Fig. 7: Activity manipulation of dHP-recipient mPFC neurons modifies TST and FST behaviors.

a Schematic of chemogenetic suppression of dHP CA1 neurons with or without chemogenetic activation of dHP-recipient mPFC neurons. AAVs were bilaterally expressed in the dHP and mPFC. b Immunohistochemical analyses of dHP (bottom) and mPFC (top) sections showing the expression of mCherry in dHP CA1 neurons and dHP-recipient mPFC neurons after transneuronal transfer of Cre recombinase.
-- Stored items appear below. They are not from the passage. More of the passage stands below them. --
//! Conversation messages and customer profile types

use chrono::{DateTime, Utc};
use serde::{Deserialize, Serialize};
use std::collections::HashMap;
use std::str::FromStr;

use crate::error::CoreError;

/// Speaker of a conversation message
#[derive(Debug, Clone, Copy, PartialEq, Eq, Hash, Serialize, Deserialize)]
#[serde(rename_all = "lowercase")]
pub enum Role {
    System,
    /// The customer
    User,
    /// The sales agent
    Assistant,
}

impl Role {
    pub fn as_str(&self) -> &'static str {
        match self {
            Role::System => "system",
            Role::User => "user",
            Role::Assistant => "assistant",
        }
    }
}

/// A single conversation message as supplied by the caller
#[derive(Debug, Clone, PartialEq, Serialize, Deserialize)]
pub struct Message {
    pub role: Role,
    pub content: String,
    #[serde(default, skip_serializing_if = "Option::is_none")]
    pub timestamp: Option<DateTime<Utc>>,
}

impl Message {
    pub fn new(role: Role, content: impl Into<String>) -> Self {
        Self {
            role,
            content: content.into(),
            timestamp: None,
        }
    }

    pub fn user(content: impl Into<String>) -> Self {
        Self::new(Role::User, content)
    }

    pub fn assistant(content: impl Into<String>) -> Self {
        Self::new(Role::Assistant, content)
    }

    /// Whether the message was written by the customer
    pub fn is_customer(&self) -> bool {
        self.role == Role::User
    }
}

/// How soon the customer intends to decide
#[derive(Debug, Clone, Copy, PartialEq, Eq, Hash, Serialize, Deserialize, Default)]
#[serde(rename_all = "snake_case")]
pub enum DecisionTimeline {
    Immediate,
    ShortTerm,
    LongTerm,
    #[default]
    Unknown,
}

impl DecisionTimeline {
    pub fn as_str(&self) -> &'static str {
        match self {
            DecisionTimeline::Immediate => "immediate",
            DecisionTimeline::ShortTerm => "short_term",
            DecisionTimeline::LongTerm => "long_term",
            DecisionTimeline::Unknown => "unknown",
        }
    }
}

impl FromStr for DecisionTimeline {
    type Err = CoreError;

    fn from_str(s: &str) -> Result<Self, Self::Err> {
        match s.trim().to_ascii_lowercase().replace('-', "_").as_str() {
            "immediate" | "now" => Ok(DecisionTimeline::Immediate),
            "short_term" | "short" => Ok(DecisionTimeline::ShortTerm),
            "long_term" | "long" => Ok(DecisionTimeline::LongTerm),
            "unknown" | "" => Ok(DecisionTimeline::Unknown),
            other => Err(CoreError::UnknownTimeline(other.to_string())),
        }
    }
}

/// Open customer profile
///
/// Only the identifiers are typed; everything else the conversation service
/// knows about the customer travels in `attributes` and is read through the
/// typed accessors below.
#[derive(Debug, Clone, Default, PartialEq, Serialize, Deserialize)]
pub struct CustomerProfile {
    #[serde(default, skip_serializing_if = "Option::is_none")]
    pub id: Option<String>,
    #[serde(default, skip_serializing_if = "Option::is_none")]
    pub session_id: Option<String>,
    #[serde(default, flatten)]
    pub attributes: HashMap<String, serde_json::Value>,
}

impl CustomerProfile {
    pub fn new() -> Self {
        Self::default()
    }

    pub fn with_id(mut self, id: impl Into<String>) -> Self {
        self.id = Some(id.into());
        self
    }

    pub fn with_session(mut self, session_id: impl Into<String>) -> Self {
        self.session_id = Some(session_id.into());
        self
    }

    pub fn with_attribute(mut self, key: impl Into<String>, value: serde_json::Value) -> Self {
        self.attributes.insert(key.into(), value);
        self
    }

    /// Identifier used for the conversation: session first, then customer id
    pub fn conversation_id(&self) -> &str {
        self.session_id
            .as_deref()
            .or(self.id.as_deref())
            .unwrap_or("anonymous")
    }

    pub fn get_f64(&self, key: &str) -> Option<f64> {
        self.attributes.get(key).and_then(|v| v.as_f64())
    }

    pub fn get_str(&self, key: &str) -> Option<&str> {
        self.attributes.get(key).and_then(|v| v.as_str())
    }

    pub fn get_bool(&self, key: &str) -> Option<bool> {
        self.attributes.get(key).and_then(|v| v.as_bool())
    }

    /// Decision timeline attribute; unparseable values read as unknown
    pub fn decision_timeline(&self) -> DecisionTimeline {
        self.get_str("decision_timeline")
            .and_then(|s| s.parse().ok())
            .unwrap_or_default()
    }
}

#[cfg(test)]
mod tests {
    use super::*;
    use serde_json::json;

    #[test]
    fn test_timeline_parsing() {
        assert_eq!("immediate".parse::<DecisionTimeline>().unwrap(), DecisionTimeline::Immediate);
        assert_eq!("Short-Term".parse::<DecisionTimeline>().unwrap(), DecisionTimeline::ShortTerm);
        assert_eq!("long_term".parse::<DecisionTimeline>().unwrap(), DecisionTimeline::LongTerm);
        assert!("someday".parse::<DecisionTimeline>().is_err());
    }

    #[test]
    fn test_profile_flattened_attributes() {
        let profile: CustomerProfile = serde_json::from_value(json!({
            "id": "cust-7",
            "sentiment": 0.4,
            "decision_timeline": "immediate",
            "returning": true
        }))
        .unwrap();

        assert_eq!(profile.conversation_id(), "cust-7");
        assert_eq!(profile.get_f64("sentiment"), Some(0.4));
        assert_eq!(profile.get_bool("returning"), Some(true));
        assert_eq!(profile.decision_timeline(), DecisionTimeline::Immediate);
    }

    #[test]
    fn test_conversation_id_prefers_session() {
        let profile = CustomerProfile::new().with_id("cust-1").with_session("sess-9");
        assert_eq!(profile.conversation_id(), "sess-9");
        assert_eq!(CustomerProfile::new().conversation_id(), "anonymous");
    }
}
//! Sales Agent Server Entry Point

use std::net::SocketAddr;
use tracing_subscriber::{layer::SubscriberExt, util::SubscriberInitExt, Layer};

use sales_agent_config::{load_settings, Settings};
use sales_agent_server::{create_router, init_metrics, AppState};

#[tokio::main]
async fn main() -> Result<(), Box<dyn std::error::Error>> {
    // Priority: env vars > config/{env}.yaml > config/default.yaml > defaults
    let env = std::env::var("SALES_AGENT_ENV").ok();
    let config = match load_settings(env.as_deref()) {
        Ok(settings) => {
            // Tracing not yet initialized
            eprintln!(
                "Loaded configuration from files (env: {})",
                env.as_deref().unwrap_or("default")
            );
            settings
        },
        Err(e) => {
            eprintln!("Warning: Failed to load config: {}. Using defaults.", e);
            Settings::default()
        },
    };

    init_tracing(&config);

    tracing::info!("Starting Sales Agent Server v{}", env!("CARGO_PKG_VERSION"));
    tracing::info!(
        environment = ?config.environment,
        mode = %config.decision.optimization_mode,
        config_path = env.as_deref().unwrap_or("default"),
        "Configuration loaded"
    );

    if config.observability.metrics_enabled {
        match init_metrics() {
            Ok(_) => tracing::info!("Initialized Prometheus metrics at /metrics"),
            Err(e) => tracing::warn!(error = %e, "Metrics disabled"),
        }
    }

    let state = AppState::with_env(config.clone(), env)?;
    let app = create_router(state);

    let addr: SocketAddr = format!("{}:{}", config.server.host, config.server.port).parse()?;
    tracing::info!("Listening on {}", addr);

    let listener = tokio::net::TcpListener::bind(addr).await?;

    axum::serve(listener, app)
        .with_graceful_shutdown(shutdown_signal())
        .await?;

    tracing::info!("Server shutdown complete");
    Ok(())
}

/// Wait for shutdown signal (Ctrl+C or SIGTERM)
async fn shutdown_signal() {
    let ctrl_c = async {
        if let Err(e) = tokio::signal::ctrl_c().await {
            tracing::error!(error = %e, "Failed to listen for Ctrl+C");
            std::future::pending::<()>().await;
        }
    };

    #[cfg(unix)]
    let terminate = async {
        match tokio::signal::unix::signal(tokio::signal::unix::SignalKind::terminate()) {
            Ok(mut signal) => {
                signal.recv().await;
            },
            Err(e) => {
                tracing::error!(error = %e, "Failed to install SIGTERM handler");
                std::future::pending::<()>().await;
            },
        }
    };

    #[cfg(not(unix))]
    let terminate = std::future::pending::<()>();

    tokio::select! {
        _ = ctrl_c => {
            tracing::info!("Received Ctrl+C, initiating graceful shutdown...");
        }
        _ = terminate => {
            tracing::info!("Received SIGTERM, initiating graceful shutdown...");
        }
    }
}

fn init_tracing(config: &Settings) {
    let env_filter = tracing_subscriber::EnvFilter::try_from_default_env().unwrap_or_else(|_| {
        let level = &config.observability.log_level;
        format!(
            "sales_agent_server={level},sales_agent_decision={level},sales_agent_resilience={level},tower_http=debug"
        )
        .into()
    });

    let subscriber = tracing_subscriber::registry().with(env_filter);
    let fmt_layer = if config.observability.log_json {
        tracing_subscriber::fmt::layer().json().boxed()
    } else {
        tracing_subscriber::fmt::layer().boxed()
    };
    subscriber.with(fmt_layer).init();
}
Sections were costained for mCherry (red) and the neuronal marker NeuN (green). Scale bars, 1 mm. c–f Open-field activity of mice was measured 30 min after CNO injection. d Sample path recordings of mice during the first 5 min (left) and entire 30-min period (right) in the OFT. Quantification of the distance moved across 5-min time bins (c), the entire 30-min period (e), and thigmotaxis (f) in the open field box. Suppression of dHP CA1 neurons increased the time spent immobile in the TST (g) and FST (h). Chemogenetic activation of dHP-recipient mPFC neurons blocked the effect of dHP CA1 suppression on TST (g) and FST (h) behaviors. The TST and FST were conducted 1 h and 30 min, respectively, after CNO injections, and the interval between the TST and FST was 2 weeks. (e−h) *p < 0.05, **p < 0.01, ***p < 0.001, n.s., not significant (p ≥ 0.05).